Basta scorrere la legislazione in materia di società per accorgersi che nelle maglie di queste leggi vi sono varchi che consentono ad esempio l’anonimato degli azionisti o dei possessori di quote sociali; basta vedere come passando dalle società per azioni a quelle a responsabilità limitata – la forma giuridica prediletta dal malaffare -, calino gli obblighi di dotarsi di organismi di controllo e si attenui il requisito di pubblicità degli atti amministrativi. Il mondo delle cooperative diventa frequentatissimo da chi vuol nascondere attività illecite.

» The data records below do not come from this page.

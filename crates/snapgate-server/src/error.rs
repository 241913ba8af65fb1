//! `SnapError` as an HTTP response

use axum::http::StatusCode;
use axum::response::{IntoResponse, Response};
use axum::Json;
use serde::Serialize;
use snapgate_core::SnapError;

/// JSON error body: `{"error": code, "message": text}`
#[derive(Debug, Serialize)]
pub struct ErrorBody {
    /// Stable error code
    pub error: &'static str,
    /// Human-readable detail
    pub message: String,
}

/// Handler error wrapping the domain error
#[derive(Debug)]
pub struct ApiError(pub SnapError);

impl From<SnapError> for ApiError {
    fn from(err: SnapError) -> Self {
        Self(err)
    }
}

impl IntoResponse for ApiError {
    fn into_response(self) -> Response {
        let status =
            StatusCode::from_u16(self.0.http_status()).unwrap_or(StatusCode::INTERNAL_SERVER_ERROR);
        let message = if self.0.is_expected() {
            tracing::debug!(code = self.0.code(), error = %self.0, "request rejected");
            self.0.to_string()
        } else {
            tracing::error!(error = %self.0, "request failed");
            "internal error".to_string()
        };
        let body = ErrorBody {
            error: self.0.code(),
            message,
        };
        (status, Json(body)).into_response()
    }
}

/// Result type of HTTP handlers
pub type ApiResult<T> = Result<T, ApiError>;

#[cfg(test)]
mod tests {
    use super::*;

    #[test]
    fn statuses_follow_the_taxonomy() {
        let response = ApiError(SnapError::gone("expired")).into_response();
        assert_eq!(response.status(), StatusCode::GONE);

        let response = ApiError(SnapError::QuotaExceeded {
            active: 10,
            limit: 10,
        })
        .into_response();
        assert_eq!(response.status(), StatusCode::TOO_MANY_REQUESTS);

        let response = ApiError(SnapError::internal("kv down")).into_response();
        assert_eq!(response.status(), StatusCode::INTERNAL_SERVER_ERROR);
    }
}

Manca trasparenza: l’acqua è torbida.

Un caso che in Commissione ci si ripropone costantemente riguarda l’applicazione del Codice degli Appalti – le regole per la spesa del denaro pubblico -, una sorta di colabrodo, di labirinto inestricabile, di accozzaglia di norme che sotto l’apparenza di un magistrale impianto di completezza dispositiva lascia ampi margini di discrezionalità a chi gestisce denaro pubblico.

Abbiamo oggi un corpus di leggi vecchie, nate quando ancora del fenomeno della mafia non si parlava, o quando, più appropriatamente, se ne sapeva e in qualche caso si colludeva; leggi e norme spesso viziate dalla presenza sempre percepita ma mai sufficientemente emersa con evidenza penale di collegamenti tra grandi poteri economici e funzionari infedeli dei ministeri. Si è capito che anche mafia, camorra e ‘ndrangheta sono un grande potere economico e dunque?

Come per la riforma burocratica non vedo né volontà vera né capacità di revisioni legislative di così ampia portata. Una volta i grandi Partiti storici potevano avere queste ambizioni, oggi non ne vedo. I Partiti politici o i movimenti sono ora come le società per azioni: quello che conta è la semestrale. Tweet della finanza e tweet della politica.